Exercise prompt | Restate all of the entries verbatim.

Task material |
-- -- --

//! Answers "what is the digest of this content right now?", consulting a
//! [`CacheStore`] before touching the disk.
//!
//! - [`check_file`](ContentVerifier::check_file) returns a fresh cached digest
//!   when there is one, otherwise hashes the file and writes the result back.
//! - [`check_directory`](ContentVerifier::check_directory) does the same for
//!   every file below a directory, one file at a time.
//! - [`start`](ContentVerifier::start), [`update`](ContentVerifier::update) and
//!   [`finish`](ContentVerifier::finish) hash content that arrives in pieces.
//!   Sessions live in the verifier only; they are never persisted.
//!
//! Cache keys are paths exactly as given, so `./f1` and `f1` are different
//! entries.

pub mod error;
mod reference;
mod walk;

use crate::error::{ErrorKind, Expected, Result};
pub use crate::walk::{FileStream, walk};
use blake3::Hasher;
use exn::{OptionExt, ResultExt};
use fixity_cache::{CacheStore, MemoryStore};
use fixity_digest::hex_digest;
use futures::StreamExt;
use std::collections::{BTreeMap, HashMap};
use std::path::{Path, PathBuf};
use tracing::instrument;

/// Digests files through a cache, and tracks incremental hash sessions.
///
/// Sessions are keyed by path and owned by this instance. Driving the same
/// path from several places at once is not supported, which is why the
/// session operations take `&mut self`.
#[derive(Debug)]
pub struct ContentVerifier<S: CacheStore = MemoryStore> {
    store: S,
    sessions: HashMap<PathBuf, Hasher>,
}

impl Default for ContentVerifier<MemoryStore> {
    fn default() -> Self {
        Self::new(MemoryStore::default())
    }
}

impl<S: CacheStore> ContentVerifier<S> {
    pub fn new(store: S) -> Self {
        Self { store, sessions: HashMap::new() }
    }

    pub fn store(&self) -> &S {
        &self.store
    }

    pub fn into_store(self) -> S {
        self.store
    }

    /// The digest of a file, from the cache if fresh.
    ///
    /// With `force`, the cache is not consulted and the file is always read.
    /// Either way a computed digest is written back with a new expiry.
    #[instrument(skip(self, path), fields(path = %path.as_ref().display()))]
    pub async fn check_file(&self, path: impl AsRef<Path>, force: bool) -> Result<String> {
        let path = path.as_ref();
        let key = reference::cache_key(path)?;
        reference::expect(path, Expected::File).await?;
        self.check(path, key, force).await
    }

    /// Digests of every file below a directory, keyed by path.
    ///
    /// Files are checked exactly as [`check_file`](Self::check_file) would.
    /// Sub-directories are walked but don't appear in the result. The first
    /// failure aborts the walk.
    #[instrument(skip(self, path), fields(path = %path.as_ref().display()))]
    pub async fn check_directory(&self, path: impl AsRef<Path>, force: bool) -> Result<BTreeMap<PathBuf, String>> {
        let root = path.as_ref();
        reference::cache_key(root)?;
        reference::expect(root, Expected::Directory).await?;
        let mut digests = BTreeMap::new();
        let mut files = walk(root);
        while let Some(file) = files.next().await {
            let file = file?;
            let digest = self.check(&file, reference::cache_key(&file)?, force).await?;
            digests.insert(file, digest);
        }
        tracing::debug!(files = digests.len(), "Checked directory");
        Ok(digests)
    }

    async fn check(&self, path: &Path, key: &str, force: bool) -> Result<String> {
        if !force {
            if let Some(entry) = self.store.fetch(key).await.or_raise(|| ErrorKind::Cache)? {
                tracing::debug!(path = key, "Cache hit");
                return Ok(entry.content_hash);
            }
            tracing::debug!(path = key, "Cache miss");
        }
        let hasher = hash_in_background(path.to_path_buf(), None).await?;
        let digest = hex_digest(&hasher);
        tracing::info!(path = key, force, digest, "Computed digest");
        self.store.store(key, &digest).await.or_raise(|| ErrorKind::Cache)?;
        Ok(digest)
    }

    /// Open a hash session for a file, replacing any existing one.
    ///
    /// With `consume_bytes > 0` the first `consume_bytes` bytes of the file
    /// are fed in straight away, so a caller that already has the start of
    /// the content can carry on from there with [`update`](Self::update).
    #[instrument(skip(self, path), fields(path = %path.as_ref().display()))]
    pub async fn start(&mut self, path: impl AsRef<Path>, consume_bytes: u64) -> Result<()> {
        let path = path.as_ref();
        reference::cache_key(path)?;
        reference::expect(path, Expected::File).await?;
        let hasher = match consume_bytes {
            0 => Hasher::new(),
            limit => hash_in_background(path.to_path_buf(), Some(limit)).await?,
        };
        if self.sessions.insert(path.to_path_buf(), hasher).is_some() {
            tracing::debug!("Replaced an unfinished session");
        }
        Ok(())
    }

    /// Feed more content into an open session.
    pub fn update(&mut self, path: impl AsRef<Path>, bytes: &[u8]) -> Result<()> {
        let path = path.as_ref();
        let hasher = self.sessions.get_mut(path).ok_or_raise(|| ErrorKind::MissingHash(path.to_path_buf()))?;
        hasher.update(bytes);
        Ok(())
    }

    /// Close a session, cache its digest and return it.
    ///
    /// The session is only removed once the digest is stored; if the store
    /// fails the session is still open and `finish` can be retried.
    #[instrument(skip_all, fields(path = %path.as_ref().display()))]
    pub async fn finish(&mut self, path: impl AsRef<Path>) -> Result<String> {
        let path = path.as_ref();
        let hasher = self.sessions.get(path).ok_or_raise(|| ErrorKind::MissingHash(path.to_path_buf()))?;
        let digest = hex_digest(hasher);
        let key = reference::cache_key(path)?;
        self.store.store(key, &digest).await.or_raise(|| ErrorKind::Cache)?;
        self.sessions.remove(path);
        Ok(digest)
    }

    pub fn has_session(&self, path: impl AsRef<Path>) -> bool {
        self.sessions.contains_key(path.as_ref())
    }

    pub fn session_count(&self) -> usize {
        self.sessions.len()
    }

    /// Drop a session without storing anything. Returns whether one existed.
    pub fn abandon(&mut self, path: impl AsRef<Path>) -> bool {
        self.sessions.remove(path.as_ref()).is_some()
    }
}

/// Hashing is blocking file I/O; keep it off the async workers.
async fn hash_in_background(path: PathBuf, limit: Option<u64>) -> Result<Hasher> {
    tokio::task::spawn_blocking(move || fixity_digest::consume(&path, limit).map_err(ErrorKind::digest))
        .await
        .or_raise(|| ErrorKind::Task)?
}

-- -- --

The completed task |
//! Answers "what is the digest of this content right now?", consulting a
//! [`CacheStore`] before touching the disk.
//!
//! - [`check_file`](ContentVerifier::check_file) returns a fresh cached digest
//!   when there is one, otherwise hashes the file and writes the result back.
//! - [`check_directory`](ContentVerifier::check_directory) does the same for
//!   every file below a directory, one file at a time.
//! - [`start`](ContentVerifier::start), [`update`](ContentVerifier::update) and
//!   [`finish`](ContentVerifier::finish) hash content that arrives in pieces.
//!   Sessions live in the verifier only; they are never persisted.
//!
//! Cache keys are paths exactly as given, so `./f1` and `f1` are different
//! entries.

pub mod error;
mod reference;
mod walk;

use crate::error::{ErrorKind, Expected, Result};
pub use crate::walk::{FileStream, walk};
use blake3::Hasher;
use exn::{OptionExt, ResultExt};
use fixity_cache::{CacheStore, MemoryStore};
use fixity_digest::hex_digest;
use futures::StreamExt;
use std::collections::{BTreeMap, HashMap};
use std::path::{Path, PathBuf};
use tracing::instrument;

/// Digests files through a cache, and tracks incremental hash sessions.
///
/// Sessions are keyed by path and owned by this instance. Driving the same
/// path from several places at once is not supported, which is why the
/// session operations take `&mut self`.
#[derive(Debug)]
pub struct ContentVerifier<S: CacheStore = MemoryStore> {
    store: S,
    sessions: HashMap<PathBuf, Hasher>,
}

impl Default for ContentVerifier<MemoryStore> {
    fn default() -> Self {
        Self::new(MemoryStore::default())
    }
}

impl<S: CacheStore> ContentVerifier<S> {
    pub fn new(store: S) -> Self {
        Self { store, sessions: HashMap::new() }
    }

    pub fn store(&self) -> &S {
        &self.store
    }

    pub fn into_store(self) -> S {
        self.store
    }

    /// The digest of a file, from the cache if fresh.
    ///
    /// With `force`, the cache is not consulted and the file is always read.
    /// Either way a computed digest is written back with a new expiry.
    #[instrument(skip(self, path), fields(path = %path.as_ref().display()))]
    pub async fn check_file(&self, path: impl AsRef<Path>, force: bool) -> Result<String> {
        let path = path.as_ref();
        let key = reference::cache_key(path)?;
        reference::expect(path, Expected::File).await?;
        self.check(path, key, force).await
    }

    /// Digests of every file below a directory, keyed by path.
    ///
    /// Files are checked exactly as [`check_file`](Self::check_file) would.
    /// Sub-directories are walked but don't appear in the result. The first
    /// failure aborts the walk.
    #[instrument(skip(self, path), fields(path = %path.as_ref().display()))]
    pub async fn check_directory(&self, path: impl AsRef<Path>, force: bool) -> Result<BTreeMap<PathBuf, String>> {
        let root = path.as_ref();
        reference::cache_key(root)?;
        reference::expect(root, Expected::Directory).await?;
        let mut digests = BTreeMap::new();
        let mut files = walk(root);
        while let Some(file) = files.next().await {
            let file = file?;
            let digest = self.check(&file, reference::cache_key(&file)?, force).await?;
            digests.insert(file, digest);
        }
        tracing::debug!(files = digests.len(), "Checked directory");
        Ok(digests)
    }

    async fn check(&self, path: &Path, key: &str, force: bool) -> Result<String> {
        if !force {
            if let Some(entry) = self.store.fetch(key).await.or_raise(|| ErrorKind::Cache)? {
                tracing::debug!(path = key, "Cache hit");
                return Ok(entry.content_hash);
            }
            tracing::debug!(path = key, "Cache miss");
        }
        let hasher = hash_in_background(path.to_path_buf(), None).await?;
        let digest = hex_digest(&hasher);
        tracing::info!(path = key, force, digest, "Computed digest");
        self.store.store(key, &digest).await.or_raise(|| ErrorKind::Cache)?;
        Ok(digest)
    }

    /// Open a hash session for a file, replacing any existing one.
    ///
    /// With `consume_bytes > 0` the first `consume_bytes` bytes of the file
    /// are fed in straight away, so a caller that already has the start of
    /// the content can carry on from there with [`update`](Self::update).
    #[instrument(skip(self, path), fields(path = %path.as_ref().display()))]
    pub async fn start(&mut self, path: impl AsRef<Path>, consume_bytes: u64) -> Result<()> {
        let path = path.as_ref();
        reference::cache_key(path)?;
        reference::expect(path, Expected::File).await?;
        let hasher = match consume_bytes {
            0 => Hasher::new(),
            limit => hash_in_background(path.to_path_buf(), Some(limit)).await?,
        };
        if self.sessions.insert(path.to_path_buf(), hasher).is_some() {
            tracing::debug!("Replaced an unfinished session");
        }
        Ok(())
    }

    /// Feed more content into an open session.
    pub fn update(&mut self, path: impl AsRef<Path>, bytes: &[u8]) -> Result<()> {
        let path = path.as_ref();
        let hasher = self.sessions.get_mut(path).ok_or_raise(|| ErrorKind::MissingHash(path.to_path_buf()))?;
        hasher.update(bytes);
        Ok(())
    }

    /// Close a session, cache its digest and return it.
    ///
    /// The session is only removed once the digest is stored; if the store
    /// fails the session is still open and `finish` can be retried.
    #[instrument(skip_all, fields(path = %path.as_ref().display()))]
    pub async fn finish(&mut self, path: impl AsRef<Path>) -> Result<String> {
        let path = path.as_ref();
        let hasher = self.sessions.get(path).ok_or_raise(|| ErrorKind::MissingHash(path.to_path_buf()))?;
        let digest = hex_digest(hasher);
        let key = reference::cache_key(path)?;
        self.store.store(key, &digest).await.or_raise(|| ErrorKind::Cache)?;
        self.sessions.remove(path);
        Ok(digest)
    }

    pub fn has_session(&self, path: impl AsRef<Path>) -> bool {
        self.sessions.contains_key(path.as_ref())
    }

    pub fn session_count(&self) -> usize {
        self.sessions.len()
    }

    /// Drop a session without storing anything. Returns whether one existed.
    pub fn abandon(&mut self, path: impl AsRef<Path>) -> bool {
        self.sessions.remove(path.as_ref()).is_some()
    }
}

/// Hashing is blocking file I/O; keep it off the async workers.
async fn hash_in_background(path: PathBuf, limit: Option<u64>) -> Result<Hasher> {
    tokio::task::spawn_blocking(move || fixity_digest::consume(&path, limit).map_err(ErrorKind::digest))
        .await
        .or_raise(|| ErrorKind::Task)?
}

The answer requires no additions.